▶ [WHAT IS BEING ASKED] Write out the data below exactly, from its first line to the line containing "let older_average = mean_stars(inputs.iter().filter(|review|", that line included.

___ GIVEN INFORMATION

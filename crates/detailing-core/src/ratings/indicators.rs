use super::domain::ReviewSignal;
use super::policy::IndicatorPolicy;
use serde::{Deserialize, Serialize};

/// Qualitative badge shown next to an aggregate rating.
#[derive(Debug, Clone, Copy, PartialEq, Eq, Hash, Serialize, Deserialize)]
#[serde(rename_all = "snake_case")]
pub enum QualityIndicator {
    RecentlyImproved,
    HighlyConsistent,
}

impl QualityIndicator {
    pub const fn label(self) -> &'static str {
        match self {
            Self::RecentlyImproved => "Recently improved",
            Self::HighlyConsistent => "Highly consistent",
        }
    }
}

/// Recent-versus-older comparison backing the quality indicators.
#[derive(Debug, Clone, PartialEq, Serialize, Deserialize)]
pub struct RatingTrend {
    pub recent_average: Option<f64>,
    pub older_average: Option<f64>,
    pub indicators: Vec<QualityIndicator>,
}

impl RatingTrend {
    pub fn analyze(inputs: &[ReviewSignal], policy: &IndicatorPolicy) -> Self {
        let recent_average = mean_stars(
            inputs
                .iter()
                .filter(|review| review.days_ago < policy.recent_window_days),
        );
        let older_average = mean_stars(inputs.iter().filter(|review| {
            review.days_ago >= policy.recent_window_days
                && review.days_ago <= policy.comparison_window_days
        }));

        let mut indicators = Vec::new();
        if let (Some(recent), Some(older)) = (recent_average, older_average) {
            let gap = recent - older;
            if gap > policy.improvement_threshold {
                indicators.push(QualityIndicator::RecentlyImproved);
            }
            if gap.abs() < policy.consistency_threshold
                && inputs.len() > policy.consistency_min_reviews
            {
                indicators.push(QualityIndicator::HighlyConsistent);
            }
        }

        Self {
            recent_average,
            older_average,
            indicators,
        }
    }
}

/// Indicators for `inputs` under the default thresholds.
pub fn quality_indicators(inputs: &[ReviewSignal]) -> Vec<QualityIndicator> {
    RatingTrend::analyze(inputs, &IndicatorPolicy::default()).indicators
}

fn mean_stars<'a>(reviews: impl Iterator<Item = &'a ReviewSignal>) -> Option<f64> {
    let (sum, count) = reviews.fold((0.0, 0usize), |(sum, count), review| {
        (sum + review.clamped_stars(), count + 1)
    });
    (count > 0).then(|| sum / count as f64)
}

______

▶ [REPLY]
filename crates/detailing-core/src/ratings/indicators.rs
use super::domain::ReviewSignal;
use super::policy::IndicatorPolicy;
use serde::{Deserialize, Serialize};

/// Qualitative badge shown next to an aggregate rating.
#[derive(Debug, Clone, Copy, PartialEq, Eq, Hash, Serialize, Deserialize)]
#[serde(rename_all = "snake_case")]
pub enum QualityIndicator {
    RecentlyImproved,
    HighlyConsistent,
}

impl QualityIndicator {
    pub const fn label(self) -> &'static str {
        match self {
            Self::RecentlyImproved => "Recently improved",
            Self::HighlyConsistent => "Highly consistent",
        }
    }
}

/// Recent-versus-older comparison backing the quality indicators.
#[derive(Debug, Clone, PartialEq, Serialize, Deserialize)]
pub struct RatingTrend {
    pub recent_average: Option<f64>,
    pub older_average: Option<f64>,
    pub indicators: Vec<QualityIndicator>,
}

impl RatingTrend {
    pub fn analyze(inputs: &[ReviewSignal], policy: &IndicatorPolicy) -> Self {
        let recent_average = mean_stars(
            inputs
                .iter()
                .filter(|review| review.days_ago < policy.recent_window_days),
        );
        let older_average = mean_stars(inputs.iter().filter(|review| {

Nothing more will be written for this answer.